» **REQUIRED ACTION**:
Scan the entries for the word "MapStatus". Every line that has it should be copied.

» **AVAILABLE RECORDS**:

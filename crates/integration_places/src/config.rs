//! Place service configuration

use serde::{Deserialize, Serialize};

/// Configuration for the LocationIQ place service
#[derive(Debug, Clone, Serialize, Deserialize)]
pub struct PlacesConfig {
    /// API key sent as the `key` query parameter
    #[serde(skip_serializing_if = "Option::is_none")]
    pub api_key: Option<String>,

    /// Base URL of the API
    #[serde(default = "default_base_url")]
    pub base_url: String,

    /// Request timeout in seconds
    #[serde(default = "default_timeout_secs")]
    pub timeout_secs: u64,

    /// ISO country code results are restricted to (empty for worldwide)
    #[serde(default = "default_country_filter")]
    pub country_filter: String,

    /// Maximum number of autocomplete results
    #[serde(default = "default_autocomplete_limit")]
    pub autocomplete_limit: u8,

    /// Cache TTL in minutes (0 to disable caching)
    #[serde(default = "default_cache_ttl_minutes")]
    pub cache_ttl_minutes: u32,

    /// Minimum gap between two requests in milliseconds
    #[serde(default = "default_min_request_interval_ms")]
    pub min_request_interval_ms: u64,
}

fn default_base_url() -> String {
    "https://us1.locationiq.com/v1".to_string()
}

const fn default_timeout_secs() -> u64 {
    10
}

fn default_country_filter() -> String {
    "in".to_string()
}

const fn default_autocomplete_limit() -> u8 {
    5
}

const fn default_cache_ttl_minutes() -> u32 {
    60
}

const fn default_min_request_interval_ms() -> u64 {
    500
}

impl Default for PlacesConfig {
    fn default() -> Self {
        Self {
            api_key: None,
            base_url: default_base_url(),
            timeout_secs: default_timeout_secs(),
            country_filter: default_country_filter(),
            autocomplete_limit: default_autocomplete_limit(),
            cache_ttl_minutes: default_cache_ttl_minutes(),
            min_request_interval_ms: default_min_request_interval_ms(),
        }
    }
}

impl PlacesConfig {
    /// Create a configuration suitable for testing
    #[must_use]
    pub fn for_testing() -> Self {
        Self {
            api_key: Some("test-key".to_string()),
            timeout_secs: 5,
            cache_ttl_minutes: 0,
            min_request_interval_ms: 0,
            ..Default::default()
        }
    }

    /// Check if caching is enabled
    #[must_use]
    pub const fn caching_enabled(&self) -> bool {
        self.cache_ttl_minutes > 0
    }

    /// Validate the configuration
    ///
    /// # Errors
    ///
    /// Returns an error if the configuration is invalid.
    pub fn validate(&self) -> Result<(), String> {
        if self.base_url.is_empty() {
            return Err("base_url must not be empty".to_string());
        }

        url::Url::parse(&self.base_url).map_err(|e| format!("base_url is not a valid URL: {e}"))?;

        if self.timeout_secs == 0 {
            return Err("timeout_secs must be greater than 0".to_string());
        }

        if self.autocomplete_limit == 0 {
            return Err("autocomplete_limit must be greater than 0".to_string());
        }

        if self.autocomplete_limit > 20 {
            return Err("autocomplete_limit must be 20 or less".to_string());
        }

        Ok(())
    }
}
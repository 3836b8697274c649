//! Application configuration
//!
//! Sources, in increasing priority: built-in defaults, an optional
//! `citybus.toml` (or the file passed on the command line), and
//! environment variables prefixed with `CITYBUS_`, using `__` between
//! nesting levels (e.g. `CITYBUS_MAPS__API_KEY`).
//!
//! Split into focused sub-modules:
//! - `maps`: place service credentials and map defaults

mod maps;

use std::path::{Path, PathBuf};

use serde::{Deserialize, Serialize};
use tracing::{debug, info};

pub use maps::{MAX_ZOOM, MapsAppConfig};

use crate::error::InfrastructureError;

/// Default configuration file name (without extension)
pub const DEFAULT_CONFIG_FILE: &str = "citybus";

/// Environment variable prefix
pub const ENV_PREFIX: &str = "CITYBUS";

/// Geographic location configuration (latitude/longitude pair)
#[derive(Debug, Clone, Copy, PartialEq, Serialize, Deserialize)]
pub struct GeoLocationConfig {
    /// Latitude (-90.0 to 90.0)
    pub latitude: f64,
    /// Longitude (-180.0 to 180.0)
    pub longitude: f64,
}

impl GeoLocationConfig {
    /// Convert to domain `GeoLocation` value object
    ///
    /// Returns `None` if coordinates are invalid.
    #[must_use]
    pub fn to_geo_location(&self) -> Option<domain::GeoLocation> {
        domain::GeoLocation::new(self.latitude, self.longitude).ok()
    }
}

/// Where the transit snapshot comes from
#[derive(Debug, Clone, Default, Serialize, Deserialize)]
pub struct DataConfig {
    /// JSON fixture to load instead of the built-in Bhopal network
    #[serde(default)]
    pub fixture_path: Option<PathBuf>,
}

/// Log output settings
#[derive(Debug, Clone, Serialize, Deserialize)]
pub struct LoggingConfig {
    /// Filter in `EnvFilter` syntax (default: "warn")
    #[serde(default = "default_log_filter")]
    pub filter: String,

    /// Emit JSON lines instead of human-readable output
    #[serde(default)]
    pub json: bool,
}

fn default_log_filter() -> String {
    "warn".to_string()
}

impl Default for LoggingConfig {
    fn default() -> Self {
        Self {
            filter: default_log_filter(),
            json: false,
        }
    }
}

/// Main application configuration
#[derive(Debug, Clone, Default, Serialize, Deserialize)]
pub struct AppConfig {
    /// Maps and place service configuration
    #[serde(default)]
    pub maps: MapsAppConfig,

    /// Transit data source
    #[serde(default)]
    pub data: DataConfig,

    /// Fixed position standing in for device geolocation (optional)
    #[serde(default)]
    pub device_location: Option<GeoLocationConfig>,

    /// Logging configuration
    #[serde(default)]
    pub logging: LoggingConfig,
}

impl AppConfig {
    /// Load configuration from `citybus.toml` (if present) and the environment
    ///
    /// # Errors
    ///
    /// Returns an error if a source cannot be parsed.
    pub fn load() -> Result<Self, config::ConfigError> {
        Self::load_from(None)
    }

    /// Load configuration from an explicit file (required) or the default
    /// `citybus.toml` (optional), then the environment
    ///
    /// # Errors
    ///
    /// Returns an error if an explicit file is missing or a source cannot
    /// be parsed.
    pub fn load_from(path: Option<&Path>) -> Result<Self, config::ConfigError> {
        let file = match path {
            Some(path) => {
                debug!(path = %path.display(), "Loading configuration file");
                config::File::from(path).required(true)
            },
            None => config::File::with_name(DEFAULT_CONFIG_FILE).required(false),
        };

        let builder = config::Config::builder()
            // Load from file if exists
            .add_source(file)
            // Override with environment variables (e.g., CITYBUS_MAPS__ZOOM)
            .add_source(
                config::Environment::with_prefix(ENV_PREFIX)
                    .prefix_separator("_")
                    .separator("__")
                    .try_parsing(true),
            );

        let config = builder.build()?;
        config.try_deserialize()
    }

    /// Validate every section
    ///
    /// # Errors
    ///
    /// Returns `InvalidConfig` naming the first offending setting.
    pub fn validate(&self) -> Result<(), InfrastructureError> {
        self.maps
            .validate()
            .map_err(InfrastructureError::InvalidConfig)?;

        if let Some(location) = &self.device_location {
            if location.to_geo_location().is_none() {
                return Err(InfrastructureError::InvalidConfig(format!(
                    "device_location is out of range: {}, {}",
                    location.latitude, location.longitude
                )));
            }
        }

        info!(
            places = self.maps.api_key_str().is_some(),
            fixture = ?self.data.fixture_path,
            "Configuration validated"
        );
        Ok(())
    }
}
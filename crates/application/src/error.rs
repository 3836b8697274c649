//! Application-level errors

use domain::DomainError;
use thiserror::Error;

/// Errors that can occur in the application layer
#[derive(Debug, Error)]
pub enum ApplicationError {
    /// Domain-level error
    #[error(transparent)]
    Domain(#[from] DomainError),

    /// External service (place lookup) error
    #[error("External service error: {0}")]
    ExternalService(String),

    /// Device location was denied or cannot be determined
    #[error("Location unavailable: {0}")]
    GeolocationUnavailable(String),

    /// Map widget could not be initialised or updated
    #[error("Map unavailable: {0}")]
    MapUnavailable(String),

    /// Configuration error
    #[error("Configuration error: {0}")]
    Configuration(String),
}

impl ApplicationError {
    /// Check if this error is retryable
    pub const fn is_retryable(&self) -> bool {
        matches!(self, Self::ExternalService(_))
    }

    /// Message suitable for showing to a rider
    #[must_use]
    pub fn user_notice(&self) -> String {
        match self {
            Self::GeolocationUnavailable(_) => {
                "Unable to get your current location. Please search manually.".to_string()
            },
            Self::MapUnavailable(reason) => format!("Failed to load map: {reason}"),
            Self::ExternalService(_) => {
                "Location search is unavailable right now. Try a bus stop name instead."
                    .to_string()
            },
            other => other.to_string(),
        }
    }
}
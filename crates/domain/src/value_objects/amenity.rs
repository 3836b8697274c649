//! Stop amenity tag

use serde::{Deserialize, Serialize};
use std::fmt;

/// A free-form amenity tag on a stop ("shelter", "seating", ...)
#[derive(Debug, Clone, PartialEq, Eq, Hash, Serialize, Deserialize)]
#[serde(transparent)]
pub struct Amenity(String);

impl Amenity {
    /// Create an amenity tag
    pub fn new(tag: impl Into<String>) -> Self {
        Self(tag.into())
    }

    /// The raw tag
    #[must_use]
    pub fn as_str(&self) -> &str {
        &self.0
    }

    /// Glyph shown next to the tag; unknown tags get a pin
    #[must_use]
    pub fn glyph(&self) -> &'static str {
        match self.0.as_str() {
            "shelter" => "🏠",
            "seating" => "💺",
            "water" => "💧",
            "toilet" => "🚻",
            "shops" => "🛍️",
            _ => "📍",
        }
    }
}

impl fmt::Display for Amenity {
    fn fmt(&self, f: &mut fmt::Formatter<'_>) -> fmt::Result {
        f.write_str(&self.0)
    }
}

impl From<&str> for Amenity {
    fn from(tag: &str) -> Self {
        Self::new(tag)
    }
}

#[cfg(test)]
mod tests {
    use super::*;

    #[test]
    fn known_glyphs() {
        assert_eq!(Amenity::new("shelter").glyph(), "🏠");
        assert_eq!(Amenity::new("toilet").glyph(), "🚻");
    }

    #[test]
    fn unknown_tag_gets_pin() {
        assert_eq!(Amenity::new("wifi").glyph(), "📍");
    }
}
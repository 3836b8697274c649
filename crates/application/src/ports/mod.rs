//! Ports - Interfaces implemented by infrastructure adapters

mod geolocation_port;
mod map_renderer_port;
mod place_search_port;

pub use geolocation_port::GeolocationPort;
#[cfg(test)]
pub use geolocation_port::MockGeolocationPort;
pub use map_renderer_port::MapRendererPort;
#[cfg(test)]
pub use map_renderer_port::MockMapRendererPort;
pub use place_search_port::{PlaceCandidate, PlaceSearchPort};
#[cfg(test)]
pub use place_search_port::MockPlaceSearchPort;
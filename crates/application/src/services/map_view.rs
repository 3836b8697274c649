//! Map view
//!
//! Owns a renderer and the marker set it currently displays. A renderer
//! that fails to load leaves the view in [`MapStatus::Failed`] with a
//! rider-facing message; the rest of the app keeps working.

use std::fmt;

use domain::GeoLocation;
use tracing::{debug, info, warn};

use super::map_scene::{MapScene, Marker, MarkerDiff};
use crate::{error::ApplicationError, ports::MapRendererPort};

/// Load state of the map widget
#[derive(Debug, Clone, PartialEq, Eq)]
pub enum MapStatus {
    /// Not initialised yet
    Loading,
    /// Ready to draw
    Ready,
    /// Initialisation failed; holds the message shown to the rider
    Failed(String),
}

/// A map widget kept in sync with successive scenes
pub struct MapView<R> {
    renderer: R,
    status: MapStatus,
    shown: Vec<Marker>,
}

impl<R> fmt::Debug for MapView<R> {
    fn fmt(&self, f: &mut fmt::Formatter<'_>) -> fmt::Result {
        f.debug_struct("MapView")
            .field("status", &self.status)
            .field("markers", &self.shown.len())
            .finish_non_exhaustive()
    }
}

impl<R: MapRendererPort> MapView<R> {
    /// Wrap a renderer; nothing is drawn until [`MapView::open`]
    #[must_use]
    pub fn new(renderer: R) -> Self {
        Self {
            renderer,
            status: MapStatus::Loading,
            shown: Vec::new(),
        }
    }

    /// The wrapped renderer
    #[must_use]
    pub const fn renderer(&self) -> &R {
        &self.renderer
    }

    /// Current load state
    #[must_use]
    pub const fn status(&self) -> &MapStatus {
        &self.status
    }

    /// Markers currently on the map
    #[must_use]
    pub fn shown(&self) -> &[Marker] {
        &self.shown
    }

    /// Initialise the renderer
    pub fn open(&mut self, center: GeoLocation, zoom: u8) -> &MapStatus {
        self.status = match self.renderer.initialize(center, zoom) {
            Ok(()) => {
                info!(%center, zoom, "Map ready");
                MapStatus::Ready
            },
            Err(e) => {
                warn!(error = %e, "Map failed to load");
                MapStatus::Failed(e.user_notice())
            },
        };
        &self.status
    }

    /// Bring the map in line with `scene`
    ///
    /// Only the marker changes are sent to the renderer; polylines are
    /// replaced wholesale. Returns the diff that was applied.
    ///
    /// # Errors
    ///
    /// Returns `MapUnavailable` when the map is not ready, or whatever the
    /// renderer reports. The displayed marker set is unchanged on error.
    pub fn show(&mut self, scene: &MapScene) -> Result<MarkerDiff, ApplicationError> {
        if self.status != MapStatus::Ready {
            return Err(ApplicationError::MapUnavailable(
                "map is not loaded".to_string(),
            ));
        }

        let diff = MarkerDiff::between(&self.shown, &scene.markers);
        debug!(
            added = diff.added.len(),
            removed = diff.removed.len(),
            updated = diff.updated.len(),
            "Applying marker diff"
        );
        self.renderer.apply(&diff, &scene.polylines)?;
        self.shown.clone_from(&scene.markers);
        Ok(diff)
    }
}
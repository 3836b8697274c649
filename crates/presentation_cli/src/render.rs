//! Terminal rendering of transit views

use application::{BusStatus, NearbyStop, TransitDataStore};
use domain::{KnownStop, Route};

/// Distance for display: metres below 1 km, kilometres above
#[allow(clippy::cast_possible_truncation, clippy::cast_sign_loss)]
pub fn format_distance(meters: f64) -> String {
    if meters < 1000.0 {
        format!("{} m", meters.round() as u64)
    } else {
        format!("{:.1} km", meters / 1000.0)
    }
}

/// "CBS001  City Bus Stand  · 101, 102, 104  · 🏠 💺 💧"
pub fn stop_line(store: &TransitDataStore, stop: &KnownStop) -> String {
    let routes = stop
        .routes()
        .iter()
        .map(|id| {
            store
                .route(id)
                .map_or_else(|| id.to_string(), |route| route.number().to_string())
        })
        .collect::<Vec<_>>()
        .join(", ");
    let amenities = stop
        .amenities()
        .iter()
        .map(domain::Amenity::glyph)
        .collect::<Vec<_>>()
        .join(" ");

    format!("{}  {}  · {routes}  · {amenities}", stop.code(), stop.name())
}

/// "Bus 101 · City Circle → Railway Station · Arriving in 3 minutes · medium · 2 min early"
pub fn bus_line(status: &BusStatus<'_>) -> String {
    format!(
        "{} · {} → {} · {} · {} · {}",
        status.title(),
        status.route_name(),
        status.next_stop_name(),
        status.arrival_label(),
        status.occupancy(),
        status.delay()
    )
}

/// "Railway Station · 850 m · 12 min walk · next bus in 3 min"
pub fn nearby_line(nearby: &NearbyStop<'_>) -> String {
    let next_bus = nearby
        .next_bus_minutes
        .map_or_else(|| "no bus due".to_string(), |m| format!("next bus in {m} min"));
    format!(
        "{} · {} · {} min walk · {next_bus}",
        nearby.stop.name(),
        format_distance(nearby.distance_meters),
        nearby.walking_minutes
    )
}

/// Route list for a journey, or the empty-result notice
pub fn journey_lines(routes: &[&Route]) -> Vec<String> {
    if routes.is_empty() {
        return vec!["No direct routes found between these stops.".to_string()];
    }
    routes.iter().map(|route| route.format_summary()).collect()
}

#[cfg(test)]
mod tests {
    use application::{live_statuses, nearby_stops};
    use domain::GeoLocation;
    use infrastructure::TransitFixture;

    use super::*;

    fn bhopal() -> TransitDataStore {
        TransitFixture::bhopal().unwrap().into_store().unwrap()
    }

    #[test]
    fn distance_formatting() {
        assert_eq!(format_distance(0.0), "0 m");
        assert_eq!(format_distance(849.6), "850 m");
        assert_eq!(format_distance(1000.0), "1.0 km");
        assert_eq!(format_distance(2450.0), "2.5 km");
    }

    #[test]
    fn stop_line_lists_route_numbers() {
        let store = bhopal();
        let line = stop_line(&store, &store.stops()[0]);
        assert!(line.starts_with("CBS001  City Bus Stand"));
        assert!(line.contains("101"));
    }

    #[test]
    fn bus_line_has_every_field() {
        let store = bhopal();
        let statuses = live_statuses(&store);
        let line = bus_line(&statuses[0]);
        assert!(line.starts_with("Bus 101"));
        assert!(line.contains("Arriving in"));
        assert!(line.ends_with("2 min early"));
    }

    #[test]
    fn nearby_line_at_a_stop() {
        let store = bhopal();
        let origin = store.stops()[1].location();
        let nearby = nearby_stops(&store, origin, 1);
        let line = nearby_line(&nearby[0]);
        assert!(line.starts_with("Railway Station · 0 m · 0 min walk"));
    }

    #[test]
    fn nearby_line_far_away() {
        let store = bhopal();
        let nearby = nearby_stops(&store, GeoLocation::new_unchecked(23.0, 77.0), 1);
        assert!(nearby_line(&nearby[0]).contains(" km · "));
    }

    #[test]
    fn empty_journey_notice() {
        assert_eq!(
            journey_lines(&[]),
            vec!["No direct routes found between these stops.".to_string()]
        );
    }
}
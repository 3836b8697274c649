//! Bus stop entities
//!
//! A stop is either one of the network's own stops ([`KnownStop`]) or a
//! location picked through the place service ([`ExternalStop`]). Both carry
//! an identifier, a name and a coordinate, and both are compared by
//! identifier only when matching routes.

use serde::{Deserialize, Serialize};

use crate::value_objects::{Amenity, GeoLocation, RouteId, StopId};

/// A stop that belongs to the bus network
#[derive(Debug, Clone, PartialEq, Serialize, Deserialize)]
pub struct KnownStop {
    id: StopId,
    name: String,
    code: String,
    location: GeoLocation,
    #[serde(default)]
    routes: Vec<RouteId>,
    #[serde(default)]
    amenities: Vec<Amenity>,
}

impl KnownStop {
    /// Create a stop without routes or amenities
    #[must_use]
    pub fn new(
        id: StopId,
        name: impl Into<String>,
        code: impl Into<String>,
        location: GeoLocation,
    ) -> Self {
        Self {
            id,
            name: name.into(),
            code: code.into(),
            location,
            routes: Vec::new(),
            amenities: Vec::new(),
        }
    }

    /// Set the routes serving this stop
    #[must_use]
    pub fn with_routes(mut self, routes: impl IntoIterator<Item = RouteId>) -> Self {
        self.routes = routes.into_iter().collect();
        self
    }

    /// Set the amenity tags
    #[must_use]
    pub fn with_amenities(mut self, amenities: impl IntoIterator<Item = Amenity>) -> Self {
        self.amenities = amenities.into_iter().collect();
        self
    }

    /// Stop identifier
    #[must_use]
    pub const fn id(&self) -> &StopId {
        &self.id
    }

    /// Display name
    #[must_use]
    pub fn name(&self) -> &str {
        &self.name
    }

    /// Short stop code printed on the pole (e.g. "CBS001")
    #[must_use]
    pub fn code(&self) -> &str {
        &self.code
    }

    /// Position of the stop
    #[must_use]
    pub const fn location(&self) -> GeoLocation {
        self.location
    }

    /// Routes listed as serving this stop
    #[must_use]
    pub fn routes(&self) -> &[RouteId] {
        &self.routes
    }

    /// Amenity tags
    #[must_use]
    pub fn amenities(&self) -> &[Amenity] {
        &self.amenities
    }
}

/// A location picked through the place service, shaped like a stop
#[derive(Debug, Clone, PartialEq, Serialize, Deserialize)]
pub struct ExternalStop {
    id: StopId,
    name: String,
    location: GeoLocation,
}

impl ExternalStop {
    /// Synthesize a stop for a resolved place, with a freshly generated id
    #[must_use]
    pub fn from_place(address: impl Into<String>, location: GeoLocation) -> Self {
        Self {
            id: StopId::generate_place(),
            name: address.into(),
            location,
        }
    }

    /// Stop identifier (generated)
    #[must_use]
    pub const fn id(&self) -> &StopId {
        &self.id
    }

    /// Address as returned by the place service
    #[must_use]
    pub fn name(&self) -> &str {
        &self.name
    }

    /// Resolved position
    #[must_use]
    pub const fn location(&self) -> GeoLocation {
        self.location
    }
}

/// Either a network stop or a place-service pick
#[derive(Debug, Clone, PartialEq, Serialize, Deserialize)]
#[serde(tag = "kind", rename_all = "snake_case")]
pub enum Stop {
    /// Stop from the network data
    Known(KnownStop),
    /// Place picked through the place service
    External(ExternalStop),
}

impl Stop {
    /// Stop identifier
    #[must_use]
    pub const fn id(&self) -> &StopId {
        match self {
            Self::Known(stop) => stop.id(),
            Self::External(stop) => stop.id(),
        }
    }

    /// Display name
    #[must_use]
    pub fn name(&self) -> &str {
        match self {
            Self::Known(stop) => stop.name(),
            Self::External(stop) => stop.name(),
        }
    }

    /// Position
    #[must_use]
    pub const fn location(&self) -> GeoLocation {
        match self {
            Self::Known(stop) => stop.location(),
            Self::External(stop) => stop.location(),
        }
    }

    /// Stop code, absent for external picks
    #[must_use]
    pub fn code(&self) -> Option<&str> {
        match self {
            Self::Known(stop) => Some(stop.code()),
            Self::External(_) => None,
        }
    }

    /// Routes serving the stop; always empty for external picks
    #[must_use]
    pub fn routes(&self) -> &[RouteId] {
        match self {
            Self::Known(stop) => stop.routes(),
            Self::External(_) => &[],
        }
    }

    /// Amenity tags; always empty for external picks
    #[must_use]
    pub fn amenities(&self) -> &[Amenity] {
        match self {
            Self::Known(stop) => stop.amenities(),
            Self::External(_) => &[],
        }
    }

    /// Whether the stop came from the place service
    #[must_use]
    pub const fn is_external(&self) -> bool {
        matches!(self, Self::External(_))
    }

    /// Identity comparison, ignoring every field but the id
    #[must_use]
    pub fn same_stop(&self, other: &Self) -> bool {
        self.id() == other.id()
    }
}

impl From<KnownStop> for Stop {
    fn from(stop: KnownStop) -> Self {
        Self::Known(stop)
    }
}

impl From<ExternalStop> for Stop {
    fn from(stop: ExternalStop) -> Self {
        Self::External(stop)
    }
}
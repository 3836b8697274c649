//! Map renderer port
//!
//! The core never creates or destroys marker objects itself. It hands the
//! renderer a [`MarkerDiff`] against what is already on screen plus the full
//! set of route polylines, and the adapter applies them.

#[cfg(test)]
use mockall::automock;

use domain::value_objects::GeoLocation;

use crate::error::ApplicationError;
use crate::services::{MarkerDiff, Polyline};

/// Port for a map widget
#[cfg_attr(test, automock)]
pub trait MapRendererPort: Send {
    /// Load the widget and centre it
    ///
    /// Failure is reported as [`ApplicationError::MapUnavailable`].
    fn initialize(&mut self, center: GeoLocation, zoom: u8) -> Result<(), ApplicationError>;

    /// Apply a marker diff and replace the drawn polylines
    fn apply(&mut self, diff: &MarkerDiff, polylines: &[Polyline]) -> Result<(), ApplicationError>;
}
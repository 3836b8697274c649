//! Route colour value object

use std::fmt;

use serde::{Deserialize, Serialize};

use crate::errors::DomainError;

/// A `#RRGGBB` colour used when drawing a route and its buses
#[derive(Debug, Clone, PartialEq, Eq, Hash, Serialize, Deserialize)]
#[serde(try_from = "String", into = "String")]
pub struct RouteColor(String);

impl RouteColor {
    /// Fallback colour for markers whose route is unknown
    pub const DEFAULT_HEX: &'static str = "#3B82F6";

    /// Parse a hex colour, normalising it to upper case
    ///
    /// # Errors
    ///
    /// Returns `InvalidColor` unless the input is `#` followed by six hex digits.
    pub fn parse(value: &str) -> Result<Self, DomainError> {
        let digits = value
            .strip_prefix('#')
            .filter(|d| d.len() == 6 && d.chars().all(|c| c.is_ascii_hexdigit()))
            .ok_or_else(|| DomainError::InvalidColor(value.to_string()))?;
        Ok(Self(format!("#{}", digits.to_ascii_uppercase())))
    }

    /// The fallback colour
    #[must_use]
    pub fn default_marker() -> Self {
        Self(Self::DEFAULT_HEX.to_string())
    }

    /// The colour as a `#RRGGBB` string
    #[must_use]
    pub fn as_hex(&self) -> &str {
        &self.0
    }
}

impl fmt::Display for RouteColor {
    fn fmt(&self, f: &mut fmt::Formatter<'_>) -> fmt::Result {
        f.write_str(&self.0)
    }
}

impl TryFrom<String> for RouteColor {
    type Error = DomainError;

    fn try_from(value: String) -> Result<Self, Self::Error> {
        Self::parse(&value)
    }
}

impl From<RouteColor> for String {
    fn from(color: RouteColor) -> Self {
        color.0
    }
}
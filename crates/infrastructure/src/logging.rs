//! Logging setup
//!
//! A `tracing-subscriber` registry with an `EnvFilter` and one `fmt`
//! layer, plain or JSON. `RUST_LOG` wins over the configured filter.

use tracing::debug;
use tracing_subscriber::{EnvFilter, layer::SubscriberExt, util::SubscriberInitExt};

use crate::config::LoggingConfig;
use crate::error::InfrastructureError;

/// Build the filter: `RUST_LOG`, then `override_filter`, then the config
///
/// # Errors
///
/// Returns `Logging` if the chosen directive string does not parse.
pub fn build_filter(
    config: &LoggingConfig,
    override_filter: Option<&str>,
) -> Result<EnvFilter, InfrastructureError> {
    if let Ok(filter) = EnvFilter::try_from_default_env() {
        return Ok(filter);
    }
    let directives = override_filter.unwrap_or(&config.filter);
    EnvFilter::try_new(directives).map_err(|e| InfrastructureError::Logging(e.to_string()))
}

/// Install the global subscriber
///
/// Output goes to stderr so command output on stdout stays clean.
///
/// # Errors
///
/// Returns `Logging` if the filter is invalid or a subscriber is already
/// installed.
pub fn init_logging(
    config: &LoggingConfig,
    override_filter: Option<&str>,
) -> Result<(), InfrastructureError> {
    let filter = build_filter(config, override_filter)?;

    let json_layer = config
        .json
        .then(|| tracing_subscriber::fmt::layer().json().with_writer(std::io::stderr));
    let text_layer = (!config.json)
        .then(|| tracing_subscriber::fmt::layer().with_writer(std::io::stderr));

    tracing_subscriber::registry()
        .with(filter)
        .with(json_layer)
        .with(text_layer)
        .try_init()
        .map_err(|e| InfrastructureError::Logging(e.to_string()))?;

    debug!(json = config.json, "Logging initialized");
    Ok(())
}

» **RESULT OF THIS EXERCISE**:
//! that fails to load leaves the view in [`MapStatus::Failed`] with a
pub enum MapStatus {
    status: MapStatus,
            status: MapStatus::Loading,
    pub const fn status(&self) -> &MapStatus {
    pub fn open(&mut self, center: GeoLocation, zoom: u8) -> &MapStatus {
                MapStatus::Ready
                MapStatus::Failed(e.user_notice())
        if self.status != MapStatus::Ready {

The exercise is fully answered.